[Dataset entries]
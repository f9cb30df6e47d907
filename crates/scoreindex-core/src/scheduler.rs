//! Fixed-interval trigger for the sync engine.
//!
//! Every tick spawns `run_cycle` on its own task, so a slow cycle never delays
//! the timer. Overlap is resolved by the engine's guard: a tick that lands
//! while a cycle is running becomes a no-op, and missed ticks are not queued.
//! Spawned cycles are tracked in a [`JoinSet`] and drained on shutdown, so
//! `run` only returns once no cycle is writing.

use std::sync::Arc;
use std::time::Duration;

use tokio::sync::watch;
use tokio::task::{JoinError, JoinSet};
use tokio::time::MissedTickBehavior;
use tracing::{debug, error, info};

use crate::engine::{CycleOutcome, SyncEngine};
use crate::source::EventSource;

/// Drives a [`SyncEngine`] on a fixed period until shut down.
pub struct Scheduler<S: EventSource + 'static> {
    engine: Arc<SyncEngine<S>>,
    period: Duration,
}

impl<S: EventSource + 'static> Scheduler<S> {
    pub fn new(engine: Arc<SyncEngine<S>>, period: Duration) -> Self {
        Self { engine, period }
    }

    /// Tick until `shutdown` becomes `true` (or its sender is dropped), then
    /// wait for in-flight cycles to finish.
    ///
    /// The first tick fires immediately. Returns the number of ticks fired.
    pub async fn run(self, mut shutdown: watch::Receiver<bool>) -> u64 {
        let mut interval = tokio::time::interval(self.period);
        interval.set_missed_tick_behavior(MissedTickBehavior::Skip);
        info!(period_secs = self.period.as_secs_f64(), "scheduler started");

        let mut cycles = JoinSet::new();
        let mut ticks = 0u64;
        loop {
            tokio::select! {
                _ = interval.tick() => {
                    ticks += 1;
                    if self.engine.is_running() {
                        debug!("tick dropped, cycle in progress");
                        continue;
                    }
                    let engine = Arc::clone(&self.engine);
                    cycles.spawn(async move {
                        // Failures are logged by the engine with their block range.
                        match engine.run_cycle().await {
                            Ok(CycleOutcome::Skipped) => debug!("tick dropped, cycle in progress"),
                            Ok(CycleOutcome::Completed(summary)) => debug!(
                                next_cursor = summary.next_cursor,
                                applied = summary.events_applied,
                                "tick complete"
                            ),
                            Err(_) => {}
                        }
                    });
                }
                Some(joined) = cycles.join_next(), if !cycles.is_empty() => {
                    reap(joined);
                }
                changed = shutdown.changed() => {
                    if changed.is_err() || *shutdown.borrow() {
                        break;
                    }
                }
            }
        }

        if !cycles.is_empty() {
            info!(in_flight = cycles.len(), "waiting for running cycle");
        }
        while let Some(joined) = cycles.join_next().await {
            reap(joined);
        }

        info!(ticks, "scheduler stopped");
        ticks
    }
}

fn reap(joined: Result<(), JoinError>) {
    if let Err(e) = joined {
        if e.is_panic() {
            error!(error = %e, "sync cycle panicked");
        }
    }
}

#[cfg(test)]
mod tests {
    use super::*;
    use crate::config::SyncConfig;
    use crate::cursor::{CursorStore, MemoryCursorStore};
    use crate::error::SyncError;
    use crate::ledger::MemoryPointLedger;
    use crate::types::{BlockRange, FetchedEvent};
    use async_trait::async_trait;
    use std::sync::atomic::{AtomicUsize, Ordering};

    /// Counts calls and takes `delay` per fetch.
    struct SlowSource {
        calls: Arc<AtomicUsize>,
        delay: Duration,
    }

    #[async_trait]
    impl EventSource for SlowSource {
        async fn fetch_events(&self, _range: BlockRange) -> Result<Vec<FetchedEvent>, SyncError> {
            self.calls.fetch_add(1, Ordering::SeqCst);
            tokio::time::sleep(self.delay).await;
            Ok(vec![])
        }
    }

    /// Panics on every fetch.
    struct PanickingSource {
        calls: Arc<AtomicUsize>,
    }

    #[async_trait]
    impl EventSource for PanickingSource {
        async fn fetch_events(&self, _range: BlockRange) -> Result<Vec<FetchedEvent>, SyncError> {
            self.calls.fetch_add(1, Ordering::SeqCst);
            panic!("node returned garbage");
        }
    }

    fn engine(
        calls: Arc<AtomicUsize>,
        delay: Duration,
        cursor: Arc<MemoryCursorStore>,
    ) -> Arc<SyncEngine<SlowSource>> {
        Arc::new(SyncEngine::new(
            SlowSource { calls, delay },
            cursor,
            Arc::new(MemoryPointLedger::new()),
            &SyncConfig::default(),
        ))
    }

    #[tokio::test]
    async fn stops_on_shutdown_signal() {
        let calls = Arc::new(AtomicUsize::new(0));
        let cursor = Arc::new(MemoryCursorStore::new());
        let scheduler = Scheduler::new(
            engine(calls.clone(), Duration::ZERO, cursor.clone()),
            Duration::from_millis(20),
        );
        let (tx, rx) = watch::channel(false);

        let handle = tokio::spawn(scheduler.run(rx));
        tokio::time::sleep(Duration::from_millis(110)).await;
        tx.send(true).unwrap();
        let ticks = handle.await.unwrap();

        assert!(ticks >= 2, "ticks = {ticks}");
        tokio::time::sleep(Duration::from_millis(20)).await;
        assert!(calls.load(Ordering::SeqCst) >= 2);
        assert!(cursor.load_cursor().await.unwrap().unwrap().last_block > 0);
    }

    #[tokio::test]
    async fn slow_cycles_drop_overlapping_ticks() {
        let calls = Arc::new(AtomicUsize::new(0));
        let cursor = Arc::new(MemoryCursorStore::new());
        // Each cycle outlives ~5 ticks.
        let scheduler = Scheduler::new(
            engine(calls.clone(), Duration::from_millis(100), cursor.clone()),
            Duration::from_millis(20),
        );
        let (tx, rx) = watch::channel(false);

        let handle = tokio::spawn(scheduler.run(rx));
        tokio::time::sleep(Duration::from_millis(230)).await;
        drop(tx);
        let ticks = handle.await.unwrap();

        let fetched = calls.load(Ordering::SeqCst) as u64;
        assert!(ticks > fetched, "ticks = {ticks}, fetched = {fetched}");
        assert!(fetched <= 3, "fetched = {fetched}");
    }

    #[tokio::test]
    async fn shutdown_waits_for_in_flight_cycle() {
        let calls = Arc::new(AtomicUsize::new(0));
        let cursor = Arc::new(MemoryCursorStore::new());
        let scheduler = Scheduler::new(
            engine(calls.clone(), Duration::from_millis(80), cursor.clone()),
            Duration::from_secs(60),
        );
        let (tx, rx) = watch::channel(false);

        let handle = tokio::spawn(scheduler.run(rx));
        // First tick is mid-fetch when shutdown arrives.
        tokio::time::sleep(Duration::from_millis(20)).await;
        tx.send(true).unwrap();
        let ticks = handle.await.unwrap();

        assert_eq!(ticks, 1);
        assert_eq!(calls.load(Ordering::SeqCst), 1);
        assert!(cursor.load_cursor().await.unwrap().is_some());
    }

    #[tokio::test]
    async fn panicking_cycle_does_not_stop_scheduler() {
        let calls = Arc::new(AtomicUsize::new(0));
        let engine = Arc::new(SyncEngine::new(
            PanickingSource {
                calls: calls.clone(),
            },
            Arc::new(MemoryCursorStore::new()),
            Arc::new(MemoryPointLedger::new()),
            &SyncConfig::default(),
        ));
        let scheduler = Scheduler::new(Arc::clone(&engine), Duration::from_millis(20));
        let (tx, rx) = watch::channel(false);

        let handle = tokio::spawn(scheduler.run(rx));
        tokio::time::sleep(Duration::from_millis(110)).await;
        tx.send(true).unwrap();
        handle.await.unwrap();

        // The guard is released on unwind, so later ticks still run.
        assert!(calls.load(Ordering::SeqCst) >= 2);
        assert!(!engine.is_running());
    }
}
//! Fluent builder for [`SyncConfig`].
//!
//! # Example
//!
//! ```rust,no_run
//! use scoreindex_starknet::SyncConfigBuilder;
//!
//! let config = SyncConfigBuilder::new()
//!     .rpc_url("https://starknet-sepolia.public.blastapi.io/rpc/v0_7")
//!     .contract("0x0123")
//!     .game_finished_key("0x02c4")
//!     .start_block(120_000)
//!     .chunk_size(10)
//!     .build()
//!     .unwrap();
//! ```

use scoreindex_core::config::{DecodePolicy, SyncConfig};
use scoreindex_core::error::SyncError;

/// Fluent builder for `SyncConfig`.
#[derive(Default)]
pub struct SyncConfigBuilder {
    config: SyncConfig,
}

impl SyncConfigBuilder {
    pub fn new() -> Self {
        Self::default()
    }

    pub fn rpc_url(mut self, url: impl Into<String>) -> Self {
        self.config.rpc_url = url.into();
        self
    }

    /// Contract whose game-finished events are indexed.
    pub fn contract(mut self, address: impl Into<String>) -> Self {
        self.config.contract_address = address.into();
        self
    }

    /// Cursor used when none has been persisted yet.
    pub fn start_block(mut self, block: u64) -> Self {
        self.config.start_block = block;
        self
    }

    /// Blocks past the cursor covered by one cycle.
    pub fn chunk_size(mut self, size: u64) -> Self {
        self.config.chunk_size = size;
        self
    }

    pub fn poll_interval_secs(mut self, secs: u64) -> Self {
        self.config.poll_interval_secs = secs;
        self
    }

    /// Per-call event cap for `starknet_getEvents`.
    pub fn max_events_per_call(mut self, n: u64) -> Self {
        self.config.max_events_per_call = n;
        self
    }

    /// Override the first key filter (defaults to the `EventEmitted` selector).
    pub fn event_key(mut self, key: impl Into<String>) -> Self {
        self.config.event_key = Some(key.into());
        self
    }

    pub fn game_finished_key(mut self, key: impl Into<String>) -> Self {
        self.config.game_finished_key = key.into();
        self
    }

    pub fn database_url(mut self, url: impl Into<String>) -> Self {
        self.config.database_url = url.into();
        self
    }

    pub fn decode_policy(mut self, policy: DecodePolicy) -> Self {
        self.config.decode_policy = policy;
        self
    }

    pub fn rpc_timeout_secs(mut self, secs: u64) -> Self {
        self.config.rpc_timeout_secs = secs;
        self
    }

    /// Validate and return the config.
    pub fn build(self) -> Result<SyncConfig, SyncError> {
        if self.config.chunk_size == 0 {
            return Err(SyncError::Config("chunk size must be > 0".into()));
        }
        if self.config.poll_interval_secs == 0 {
            return Err(SyncError::Config("poll interval must be > 0".into()));
        }
        if self.config.max_events_per_call == 0 {
            return Err(SyncError::Config("max events per call must be > 0".into()));
        }
        self.config.validate_for_sync()?;
        Ok(self.config)
    }
}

#### What the task requires
Which of the lines above include the string "DecodePolicy"? Pick them out and copy them.

#### Task result
use scoreindex_core::config::{DecodePolicy, SyncConfig};
    pub fn decode_policy(mut self, policy: DecodePolicy) -> Self {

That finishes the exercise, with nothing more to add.